Doc Zeus is 184 in blog years.

In the Internet age, our fickle and cruel digital rulers have gotten us addicted to the ceaseless ooze of information. The maw must be fed, context is irrelevant and nothing matters beyond the fleeting moments of the Now. All is forgotten. Everything is disposable. Nihilism is our one true God. At least, that’s how I imagine the Cool Kids must have felt after unfairly languishing in label purgatory the last few years.

In regards to the Great Internet Blog Hype Cycle, the Cool Kids are all but fossilized relics of an age that has long lived past the expiration date on the milk carton. Their music belongs to the practically Precambrian era of 2008 AD and the explosion of hipster rap life forms that grew and sprouted in the wild like neon day-glo weeds. It seems as if entire generations of rappers have had their very careers flash before us since the Cool Kids first emerged then faded into the Drake New World and the Based Age.

The internet seems to artificially speed up the period of relevance for a young rap group, as fans and record executives quickly shift their attention to the next big thing, leaving fledging rap acts to struggle and rot. The Cool Kids could have easily slid into the Papoosian black hole of permanent irrelevance, but the group persevered to see their debut album, When Fish Ride Bicycles through. And surprisingly, it’s pretty damn good.

If you are familiar with their work, When Fish Ride Bicycles is exactly what we’ve come to expect from the Cool Kids after years of grinding on the underground. Their music continues to be 808 heavy, neo-80s party rap delivered with the group’s characteristic icy cool demeanor and boastful rhymes. Chuck English and Mikey Rocks are not seeking to reinvent the wheel that made them internet sensations, instead choosing to keep the album remarkably straight forward and simple.

The beats are crisp and bright, the rhymes have an understated, goofy wit and the songs are about what they know best – bikes, girls and trucks with the booming system. It’s the type of album that plays best over beers and barbecue at an evening summer rooftop party in Brooklyn (Yes, those are awesome, haters.
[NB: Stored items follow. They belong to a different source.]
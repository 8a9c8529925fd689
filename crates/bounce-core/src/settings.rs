//! Run settings shared by buffers, codecs, the MIDI reader and the host.
//!
//! Settings are an explicit value: build one up front, validate it, and pass
//! it by reference to whatever needs it.

use crate::pcm::{BitDepth, ByteOrder};
use crate::{Error, Result};
use serde::{Deserialize, Serialize};
use std::fmt;
use std::str::FromStr;
use tracing::info;

pub const DEFAULT_SAMPLE_RATE: f64 = 44100.0;
pub const DEFAULT_CHANNELS: usize = 2;
pub const DEFAULT_BLOCKSIZE: usize = 512;
pub const DEFAULT_TEMPO: f64 = 120.0;

/// Beats per measure over note value, e.g. 6/8.
#[derive(Debug, Clone, Copy, PartialEq, Eq, Hash, Serialize, Deserialize)]
pub struct TimeSignature {
    numerator: u32,
    denominator: u32,
}

impl Default for TimeSignature {
    fn default() -> Self {
        Self {
            numerator: 4,
            denominator: 4,
        }
    }
}

impl TimeSignature {
    /// Both parts must be positive. Odd but valid values are accepted.
    pub fn new(numerator: u32, denominator: u32) -> Result<Self> {
        if numerator == 0 || denominator == 0 {
            return Err(Error::InvalidTimeSignature {
                numerator,
                denominator,
            });
        }

        if !(2..=12).contains(&numerator) || !matches!(denominator, 2 | 4 | 8 | 16) {
            info!("Unusual time signature {}/{}", numerator, denominator);
        }

        Ok(Self {
            numerator,
            denominator,
        })
    }

    /// From the two leading bytes of a MIDI time signature meta event:
    /// numerator, then the denominator as a power of two.
    pub fn from_midi_bytes(bytes: [u8; 2]) -> Result<Self> {
        let denominator = 1u32
            .checked_shl(u32::from(bytes[1]))
            .ok_or(Error::InvalidTimeSignature {
                numerator: u32::from(bytes[0]),
                denominator: 0,
            })?;
        Self::new(u32::from(bytes[0]), denominator)
    }

    #[inline]
    pub fn numerator(&self) -> u32 {
        self.numerator
    }

    #[inline]
    pub fn denominator(&self) -> u32 {
        self.denominator
    }
}

impl fmt::Display for TimeSignature {
    fn fmt(&self, f: &mut fmt::Formatter<'_>) -> fmt::Result {
        write!(f, "{}/{}", self.numerator, self.denominator)
    }
}

impl FromStr for TimeSignature {
    type Err = Error;

    fn from_str(s: &str) -> Result<Self> {
        let (numerator, denominator) = s
            .split_once('/')
            .ok_or_else(|| Error::InvalidConfig(format!("time signature '{s}' has no '/'")))?;

        let parse = |part: &str| {
            part.trim()
                .parse::<u32>()
                .map_err(|e| Error::InvalidConfig(format!("time signature '{s}': {e}")))
        };

        Self::new(parse(numerator)?, parse(denominator)?)
    }
}

/// Settings for one offline run.
#[derive(Debug, Clone, PartialEq, Serialize, Deserialize)]
#[serde(default)]
pub struct AudioSettings {
    sample_rate: f64,
    channels: usize,
    blocksize: usize,
    tempo: f64,
    time_signature: TimeSignature,
    bit_depth: BitDepth,
    byte_order: ByteOrder,
}

impl Default for AudioSettings {
    fn default() -> Self {
        Self {
            sample_rate: DEFAULT_SAMPLE_RATE,
            channels: DEFAULT_CHANNELS,
            blocksize: DEFAULT_BLOCKSIZE,
            tempo: DEFAULT_TEMPO,
            time_signature: TimeSignature::default(),
            bit_depth: BitDepth::default(),
            byte_order: ByteOrder::default(),
        }
    }
}

impl AudioSettings {
    pub fn builder() -> AudioSettingsBuilder {
        AudioSettingsBuilder::default()
    }

    /// Check every field. Useful after deserializing.
    pub fn validate(&self) -> Result<()> {
        if !(self.sample_rate > 0.0) || !self.sample_rate.is_finite() {
            return Err(Error::InvalidSampleRate(self.sample_rate));
        }
        if self.channels == 0 {
            return Err(Error::InvalidChannelCount(self.channels));
        }
        if self.blocksize == 0 {
            return Err(Error::InvalidBlocksize(self.blocksize));
        }
        if !(self.tempo > 0.0) || !self.tempo.is_finite() {
            return Err(Error::InvalidTempo(self.tempo));
        }
        let sig = self.time_signature;
        if sig.numerator == 0 || sig.denominator == 0 {
            return Err(Error::InvalidTimeSignature {
                numerator: sig.numerator,
                denominator: sig.denominator,
            });
        }
        Ok(())
    }

    #[inline]
    pub fn sample_rate(&self) -> f64 {
        self.sample_rate
    }

    #[inline]
    pub fn channels(&self) -> usize {
        self.channels
    }

    #[inline]
    pub fn blocksize(&self) -> usize {
        self.blocksize
    }

    /// Beats per minute.
    #[inline]
    pub fn tempo(&self) -> f64 {
        self.tempo
    }

    #[inline]
    pub fn time_signature(&self) -> TimeSignature {
        self.time_signature
    }

    #[inline]
    pub fn bit_depth(&self) -> BitDepth {
        self.bit_depth
    }

    #[inline]
    pub fn byte_order(&self) -> ByteOrder {
        self.byte_order
    }

    pub fn set_sample_rate(&mut self, sample_rate: f64) -> Result<()> {
        if !(sample_rate > 0.0) || !sample_rate.is_finite() {
            return Err(Error::InvalidSampleRate(sample_rate));
        }
        info!("Setting sample rate to {}Hz", sample_rate);
        self.sample_rate = sample_rate;
        Ok(())
    }

    pub fn set_channels(&mut self, channels: usize) -> Result<()> {
        if channels == 0 {
            return Err(Error::InvalidChannelCount(channels));
        }
        info!("Setting {} channels", channels);
        self.channels = channels;
        Ok(())
    }

    pub fn set_blocksize(&mut self, blocksize: usize) -> Result<()> {
        if blocksize == 0 {
            return Err(Error::InvalidBlocksize(blocksize));
        }
        info!("Setting blocksize to {}", blocksize);
        self.blocksize = blocksize;
        Ok(())
    }

    pub fn set_tempo(&mut self, tempo: f64) -> Result<()> {
        if !(tempo > 0.0) || !tempo.is_finite() {
            return Err(Error::InvalidTempo(tempo));
        }
        info!("Setting tempo to {} BPM", tempo);
        self.tempo = tempo;
        Ok(())
    }

    /// Set the tempo from a MIDI set-tempo payload (microseconds per beat,
    /// 24-bit big-endian).
    pub fn set_tempo_from_midi_bytes(&mut self, bytes: [u8; 3]) -> Result<()> {
        let micros = (u32::from(bytes[0]) << 16) | (u32::from(bytes[1]) << 8) | u32::from(bytes[2]);
        if micros == 0 {
            return Err(Error::InvalidTempo(f64::INFINITY));
        }
        self.set_tempo(60_000_000.0 / f64::from(micros))
    }

    pub fn set_time_signature(&mut self, time_signature: TimeSignature) {
        info!("Setting time signature to {}", time_signature);
        self.time_signature = time_signature;
    }

    pub fn set_time_signature_from_midi_bytes(&mut self, bytes: [u8; 2]) -> Result<()> {
        self.set_time_signature(TimeSignature::from_midi_bytes(bytes)?);
        Ok(())
    }

    pub fn set_bit_depth(&mut self, bit_depth: BitDepth) {
        info!("Setting bit depth to {}", bit_depth.bits());
        self.bit_depth = bit_depth;
    }

    pub fn set_byte_order(&mut self, byte_order: ByteOrder) {
        self.byte_order = byte_order;
    }

    /// Audio frames per MIDI tick at the current tempo and sample rate.
    pub fn frames_per_tick(&self, ticks_per_beat: u16) -> f64 {
        self.sample_rate * 60.0 / (f64::from(ticks_per_beat) * self.tempo)
    }
}

/// Builder for [`AudioSettings`]. Unset fields keep their defaults.
#[derive(Debug, Clone, Default)]
pub struct AudioSettingsBuilder {
    settings: AudioSettings,
}

impl AudioSettingsBuilder {
    /// Default: 44100.0
    pub fn sample_rate(mut self, sample_rate: f64) -> Self {
        self.settings.sample_rate = sample_rate;
        self
    }

    /// Default: 2
    pub fn channels(mut self, channels: usize) -> Self {
        self.settings.channels = channels;
        self
    }

    /// Default: 512
    pub fn blocksize(mut self, blocksize: usize) -> Self {
        self.settings.blocksize = blocksize;
        self
    }

    /// Default: 120.0
    pub fn tempo(mut self, tempo: f64) -> Self {
        self.settings.tempo = tempo;
        self
    }

    /// Default: 4/4
    pub fn time_signature(mut self, time_signature: TimeSignature) -> Self {
        self.settings.time_signature = time_signature;
        self
    }

    /// Default: 16-bit
    pub fn bit_depth(mut self, bit_depth: BitDepth) -> Self {
        self.settings.bit_depth = bit_depth;
        self
    }

    /// Default: little-endian
    pub fn byte_order(mut self, byte_order: ByteOrder) -> Self {
        self.settings.byte_order = byte_order;
        self
    }

    pub fn build(self) -> Result<AudioSettings> {
        self.settings.validate()?;
        Ok(self.settings)
    }
}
Embrace your hipster gods!) or road trip music on a drive to the beach for the weekend.

It’s not a particularly ambitious album, nor does it need to be. Even during their initial rise to prominence, the Cool Kids were never acknowledged as particularly deft lyricists or visionary musical innovators on par with our great god-emperor, Kanye the Tempestuous. They simply made non-polarizing neo-boom bap but with a particular flair for goofy nostalgic fun that somewhat eluded their early-00s predecessors like Little Brother.
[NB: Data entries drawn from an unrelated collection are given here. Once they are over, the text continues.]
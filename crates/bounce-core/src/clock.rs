//! Frame-accurate transport position for offline rendering.

/// Tracks the current frame and whether the transport just started or
/// stopped.
///
/// The host advances the clock once per processed block. Processors read
/// [`AudioClock::transport_changed`] to react to start/stop edges.
#[derive(Debug, Clone, Copy, Default, PartialEq, Eq)]
pub struct AudioClock {
    current_frame: u64,
    is_playing: bool,
    transport_changed: bool,
}

impl AudioClock {
    pub fn new() -> Self {
        Self::default()
    }

    /// Move forward by one block.
    pub fn advance(&mut self, frames: usize) {
        if self.is_playing {
            self.transport_changed = false;
        } else {
            self.is_playing = true;
            self.transport_changed = true;
        }
        self.current_frame += frames as u64;
    }

    pub fn stop(&mut self) {
        self.is_playing = false;
        self.transport_changed = true;
    }

    /// Back to frame zero, stopped.
    pub fn reset(&mut self) {
        *self = Self::default();
    }

    #[inline]
    pub fn current_frame(&self) -> u64 {
        self.current_frame
    }

    #[inline]
    pub fn is_playing(&self) -> bool {
        self.is_playing
    }

    #[inline]
    pub fn transport_changed(&self) -> bool {
        self.transport_changed
    }
}
//! Core types for the bounce offline host.
//!
//! Non-interleaved sample buffers, PCM conversion for 8/16/24-bit integer and
//! 32-bit float data in either byte order, run settings and the transport
//! clock.

pub mod error;
pub use error::{Error, Result};

pub mod endian;

pub mod buffer;
pub use buffer::{Sample, SampleBuffer};

pub mod pcm;
pub use pcm::{BitDepth, ByteOrder, Float32, Pcm16, Pcm24, Pcm8, PcmBuffer, PcmCodec, PcmFormat};

pub mod settings;
pub use settings::{AudioSettings, AudioSettingsBuilder, TimeSignature};

pub mod clock;
pub use clock::AudioClock;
Their strength was that the music was fun and never was concerned with condescending to mainstream rap fans or proselytizing to the audience about the group’s claims to Golden Age authenticity. In its own way, it was the truest example of the aesthetic they were aping. Their music was about fun first, last and only. The best songs on Fish stick strictly to that formula. On “Sour Apples,” Chuck and Mikey trade verses about the girls at clubs who won’t give them the time of day while on the Mayer Hawthorne-assisted “Swimsuits,” the guys rap about what happens after the girls finally warm up to them and get in their swim wear with them. The Neptunes produce a few tracks and add a swaggering 70s funk to “Summer Jam” and “Get Right” while Bun B and Ghostface roll through the proceedings at different points acting like sage older brothers as they kick warm and imposing rhymes about the same subjects. Clocking in around 40 minutes, When Fish Ride Bicycles is a light summery album that stays true to itself.
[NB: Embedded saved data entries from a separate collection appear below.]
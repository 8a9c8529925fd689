//! Standard MIDI File reading.
//!
//! Parses SMF data with `midly` and converts one track into an
//! [`EventSequence`] with absolute frame timestamps, ready for block-by-block
//! extraction.

use crate::error::{Error, Result};
use crate::event::{meta, TimedEvent};
use crate::sequence::EventSequence;
use bounce_core::AudioSettings;
use midly::{Format, MetaMessage, MidiMessage, Smf, Timing, TrackEventKind};
use std::path::Path;
use tracing::{debug, info, warn};

/// Load a MIDI file from disk and read `track` from it.
pub fn load_sequence(
    path: impl AsRef<Path>,
    track: usize,
    settings: &AudioSettings,
) -> Result<EventSequence> {
    let path = path.as_ref();
    info!("Reading MIDI file {}", path.display());
    let data = std::fs::read(path)?;
    read_sequence(&data, track, settings)
}

/// Read `track` from SMF bytes.
///
/// Format 0 files must hold exactly one track and only track 0 may be
/// requested. Format 1 files may request any track. Format 2 and SMPTE
/// timecode division are rejected.
///
/// Tick positions are converted to frames using the sample rate and tempo in
/// `settings`.
pub fn read_sequence(data: &[u8], track: usize, settings: &AudioSettings) -> Result<EventSequence> {
    let smf = Smf::parse(data)?;

    let division = match smf.header.timing {
        Timing::Metrical(tpb) => tpb.as_int(),
        Timing::Timecode(_, _) => return Err(Error::MidiUnsupportedTiming),
    };

    debug!(
        "MIDI file: {:?}, {} tracks, {} ticks per beat",
        smf.header.format,
        smf.tracks.len(),
        division
    );

    match smf.header.format {
        Format::SingleTrack => {
            if smf.tracks.len() != 1 {
                return Err(Error::UnsupportedFormat(
                    "type 0 file must contain exactly one track",
                ));
            }
        }
        Format::Parallel => {}
        Format::Sequential => {
            return Err(Error::UnsupportedFormat("type 2 files are not supported"));
        }
    }

    let events = smf.tracks.get(track).ok_or(Error::TrackOutOfRange {
        requested: track,
        available: smf.tracks.len(),
    })?;

    let frames_per_tick = settings.frames_per_tick(division);
    let mut sequence = EventSequence::with_capacity(events.len());
    let mut ticks = 0u64;

    for event in events.iter() {
        ticks += u64::from(event.delta.as_int());
        // From the absolute tick so per-event truncation can't accumulate.
        let frame = (ticks as f64 * frames_per_tick).floor() as u64;
        sequence.append(convert_event(&event.kind, frame));
    }

    debug!(
        "Read {} events from track {} ending at frame {}",
        sequence.len(),
        track,
        sequence.end_timestamp().unwrap_or(0)
    );

    Ok(sequence)
}

fn convert_event(kind: &TrackEventKind, frame: u64) -> Option<TimedEvent> {
    match kind {
        TrackEventKind::Midi { channel, message } => {
            let channel = channel.as_int();
            let (status, data1, data2) = match *message {
                MidiMessage::NoteOff { key, vel } => (0x80, key.as_int(), vel.as_int()),
                MidiMessage::NoteOn { key, vel } => (0x90, key.as_int(), vel.as_int()),
                MidiMessage::Aftertouch { key, vel } => (0xa0, key.as_int(), vel.as_int()),
                MidiMessage::Controller { controller, value } => {
                    (0xb0, controller.as_int(), value.as_int())
                }
                MidiMessage::ProgramChange { program } => (0xc0, program.as_int(), 0),
                MidiMessage::ChannelAftertouch { vel } => (0xd0, vel.as_int(), 0),
                MidiMessage::PitchBend { bend } => {
                    let raw = bend.0.as_int();
                    (0xe0, (raw & 0x7f) as u8, (raw >> 7) as u8)
                }
            };
            Some(TimedEvent::voice(frame, status | channel, data1, data2))
        }
        TrackEventKind::SysEx(data) => Some(TimedEvent::sysex(frame, *data)),
        TrackEventKind::Escape(_) => {
            debug!("Dropping escape sequence at frame {}", frame);
            None
        }
        TrackEventKind::Meta(message) => convert_meta(message, frame),
    }
}

fn convert_meta(message: &MetaMessage, frame: u64) -> Option<TimedEvent> {
    match *message {
        MetaMessage::Tempo(micros) => {
            let micros = micros.as_int();
            let bytes = [(micros >> 16) as u8, (micros >> 8) as u8, micros as u8];
            Some(TimedEvent::meta(frame, meta::TEMPO, bytes))
        }
        MetaMessage::TimeSignature(numerator, denominator, clocks, notated) => Some(
            TimedEvent::meta(frame, meta::TIME_SIGNATURE, [numerator, denominator, clocks, notated]),
        ),
        MetaMessage::EndOfTrack => Some(TimedEvent::meta(frame, meta::END_OF_TRACK, Vec::new())),
        MetaMessage::Text(_)
        | MetaMessage::Copyright(_)
        | MetaMessage::TrackName(_)
        | MetaMessage::InstrumentName(_)
        | MetaMessage::Lyric(_)
        | MetaMessage::Marker(_)
        | MetaMessage::CuePoint(_)
        | MetaMessage::ProgramName(_)
        | MetaMessage::DeviceName(_) => {
            debug!("Ignoring text meta event at frame {}", frame);
            None
        }
        MetaMessage::KeySignature(_, _) | MetaMessage::SequencerSpecific(_) => {
            debug!("Ignoring meta event {:?} at frame {}", message, frame);
            None
        }
        ref other => {
            warn!("Ignoring unsupported meta event {:?} at frame {}", other, frame);
            None
        }
    }
}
Considering the struggles the group went through in order to get this album released, it could have been easy for the Cool Kids to become bitter and fall into the trap that many fledgling rap artists do when they become stuck in label purgatory. They could have easily bent to the will of their label and made an album full of pre-packaged pop songs with a Haley Williams hook and a Trans-Euro Smeezington shine. And it would have been just as easy for them to become as bitterly obsessed with settling old scores with record industry crabs and made an album of obtuse, jaded songwriting that plagued the recent Saigon album. Instead, the kids played it smart and remained true to the foundation they built for themselves as they sent one song at a time to the blogs. It worked. Wale take notice.

Download:
MP3: The Cool Kids ft. Bun B-“Gas Station”
MP3: The Cool Kids ft. Ghostface Killah-“Penny Hardaway”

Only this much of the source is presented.